Nothing in the data should be left out or altered when it is retyped.

Dataset items
☆ ☆ ☆ ☆
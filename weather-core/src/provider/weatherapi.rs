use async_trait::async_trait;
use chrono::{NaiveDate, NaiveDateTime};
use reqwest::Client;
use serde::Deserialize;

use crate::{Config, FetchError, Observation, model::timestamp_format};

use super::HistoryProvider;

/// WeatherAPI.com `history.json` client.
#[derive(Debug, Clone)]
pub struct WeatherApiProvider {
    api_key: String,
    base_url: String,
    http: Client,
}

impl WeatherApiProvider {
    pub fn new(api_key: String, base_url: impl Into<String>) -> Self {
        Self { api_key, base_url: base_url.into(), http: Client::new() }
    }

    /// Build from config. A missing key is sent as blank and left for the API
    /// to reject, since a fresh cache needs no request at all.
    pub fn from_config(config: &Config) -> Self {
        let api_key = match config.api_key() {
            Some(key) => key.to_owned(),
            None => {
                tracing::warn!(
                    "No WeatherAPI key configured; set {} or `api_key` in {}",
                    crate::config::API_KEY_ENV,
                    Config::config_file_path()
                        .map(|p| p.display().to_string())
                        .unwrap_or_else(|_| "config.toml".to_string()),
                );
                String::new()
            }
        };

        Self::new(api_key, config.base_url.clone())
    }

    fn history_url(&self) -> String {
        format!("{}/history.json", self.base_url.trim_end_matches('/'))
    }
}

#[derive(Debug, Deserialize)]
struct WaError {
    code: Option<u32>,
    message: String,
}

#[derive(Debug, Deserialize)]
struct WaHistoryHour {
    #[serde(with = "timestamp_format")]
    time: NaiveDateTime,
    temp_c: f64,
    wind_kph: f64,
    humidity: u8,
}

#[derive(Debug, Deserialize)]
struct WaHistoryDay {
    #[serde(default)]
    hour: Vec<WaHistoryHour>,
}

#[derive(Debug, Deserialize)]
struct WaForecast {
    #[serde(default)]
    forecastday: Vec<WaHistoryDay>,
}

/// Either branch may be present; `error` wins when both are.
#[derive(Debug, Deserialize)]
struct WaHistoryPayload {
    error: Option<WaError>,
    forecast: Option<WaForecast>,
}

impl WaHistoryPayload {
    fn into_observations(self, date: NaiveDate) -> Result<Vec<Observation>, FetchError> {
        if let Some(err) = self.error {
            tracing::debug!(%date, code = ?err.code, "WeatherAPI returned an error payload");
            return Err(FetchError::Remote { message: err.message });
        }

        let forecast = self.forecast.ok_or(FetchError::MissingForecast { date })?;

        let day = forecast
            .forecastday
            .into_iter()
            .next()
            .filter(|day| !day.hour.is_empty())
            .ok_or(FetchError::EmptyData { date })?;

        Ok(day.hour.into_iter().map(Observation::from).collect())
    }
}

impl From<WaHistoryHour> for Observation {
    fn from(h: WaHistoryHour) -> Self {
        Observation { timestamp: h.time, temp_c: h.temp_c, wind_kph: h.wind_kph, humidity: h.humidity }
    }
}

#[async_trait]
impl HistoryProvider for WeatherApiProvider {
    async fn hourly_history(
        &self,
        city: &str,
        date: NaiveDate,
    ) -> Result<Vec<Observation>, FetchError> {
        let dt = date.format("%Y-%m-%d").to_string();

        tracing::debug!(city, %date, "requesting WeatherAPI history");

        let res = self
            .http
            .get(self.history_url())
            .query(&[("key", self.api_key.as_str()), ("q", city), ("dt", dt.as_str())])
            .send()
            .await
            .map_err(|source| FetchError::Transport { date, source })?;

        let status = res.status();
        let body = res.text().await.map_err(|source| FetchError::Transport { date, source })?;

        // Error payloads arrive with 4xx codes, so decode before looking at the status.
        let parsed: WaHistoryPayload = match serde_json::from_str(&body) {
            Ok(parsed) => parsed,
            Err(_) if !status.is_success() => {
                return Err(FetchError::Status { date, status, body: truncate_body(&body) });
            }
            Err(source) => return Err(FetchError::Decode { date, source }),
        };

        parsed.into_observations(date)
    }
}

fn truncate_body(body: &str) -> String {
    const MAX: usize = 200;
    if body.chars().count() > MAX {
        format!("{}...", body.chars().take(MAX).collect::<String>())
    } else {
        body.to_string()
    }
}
☆ ☆ ☆ ☆
SOLUTION BELOW —
filename weather-core/src/provider/weatherapi.rs
use async_trait::async_trait;
use chrono::{NaiveDate, NaiveDateTime};
use reqwest::Client;
use serde::Deserialize;

use crate::{Config, FetchError, Observation, model::timestamp_format};

use super::HistoryProvider;

/// WeatherAPI.com `history.json` client.
#[derive(Debug, Clone)]
pub struct WeatherApiProvider {
    api_key: String,
    base_url: String,
    http: Client,
}

impl WeatherApiProvider {
    pub fn new(api_key: String, base_url: impl Into<String>) -> Self {
        Self { api_key, base_url: base_url.into(), http: Client::new() }
    }

    /// Build from config. A missing key is sent as blank and left for the API
    /// to reject, since a fresh cache needs no request at all.
    pub fn from_config(config: &Config) -> Self {
        let api_key = match config.api_key() {
            Some(key) => key.to_owned(),
            None => {
                tracing::warn!(
                    "No WeatherAPI key configured; set {} or `api_key` in {}",
                    crate::config::API_KEY_ENV,
                    Config::config_file_path()
                        .map(|p| p.display().to_string())
                        .unwrap_or_else(|_| "config.toml".to_string()),
                );
                String::new()
            }
        };

        Self::new(api_key, config.base_url.clone())
    }

    fn history_url(&self) -> String {
        format!("{}/history.json", self.base_url.trim_end_matches('/'))
    }
}

#[derive(Debug, Deserialize)]
struct WaError {
    code: Option<u32>,
    message: String,
}

#[derive(Debug, Deserialize)]
struct WaHistoryHour {
    #[serde(with = "timestamp_format")]
    time: NaiveDateTime,
    temp_c: f64,
    wind_kph: f64,
    humidity: u8,
}

#[derive(Debug, Deserialize)]
struct WaHistoryDay {
    #[serde(default)]
    hour: Vec<WaHistoryHour>,
}

#[derive(Debug, Deserialize)]
struct WaForecast {
    #[serde(default)]
    forecastday: Vec<WaHistoryDay>,
}

/// Either branch may be present; `error` wins when both are.
#[derive(Debug, Deserialize)]
struct WaHistoryPayload {
    error: Option<WaError>,
    forecast: Option<WaForecast>,
}

impl WaHistoryPayload {
    fn into_observations(self, date: NaiveDate) -> Result<Vec<Observation>, FetchError> {
        if let Some(err) = self.error {
            tracing::debug!(%date, code = ?err.code, "WeatherAPI returned an error payload");
            return Err(FetchError::Remote { message: err.message });
        }

        let forecast = self.forecast.ok_or(FetchError::MissingForecast { date })?;

        let day = forecast
            .forecastday
            .into_iter()
            .next()
            .filter(|day| !day.hour.is_empty())
            .ok_or(FetchError::EmptyData { date })?;

        Ok(day.hour.into_iter().map(Observation::from).collect())
    }
}

impl From<WaHistoryHour> for Observation {
    fn from(h: WaHistoryHour) -> Self {
        Observation { timestamp: h.time, temp_c: h.temp_c, wind_kph: h.wind_kph, humidity: h.humidity }
    }
}

#[async_trait]
impl HistoryProvider for WeatherApiProvider {
    async fn hourly_history(
        &self,
        city: &str,
        date: NaiveDate,
    ) -> Result<Vec<Observation>, FetchError> {
        let dt = date.format("%Y-%m-%d").to_string();

        tracing::debug!(city, %date, "requesting WeatherAPI history");

        let res = self
            .http
            .get(self.history_url())
            .query(&[("key", self.api_key.as_str()), ("q", city), ("dt", dt.as_str())])
            .send()
            .await
            .map_err(|source| FetchError::Transport { date, source })?;

        let status = res.status();
        let body = res.text().await.map_err(|source| FetchError::Transport { date, source })?;

        // Error payloads arrive with 4xx codes, so decode before looking at the status.
        let parsed: WaHistoryPayload = match serde_json::from_str(&body) {
            Ok(parsed) => parsed,
            Err(_) if !status.is_success() => {
                return Err(FetchError::Status { date, status, body: truncate_body(&body) });
            }
            Err(source) => return Err(FetchError::Decode { date, source }),
        };

        parsed.into_observations(date)
    }
}

fn truncate_body(body: &str) -> String {
    const MAX: usize = 200;
    if body.chars().count() > MAX {
        format!("{}...", body.chars().take(MAX).collect::<String>())
    } else {
        body.to_string()
    }
}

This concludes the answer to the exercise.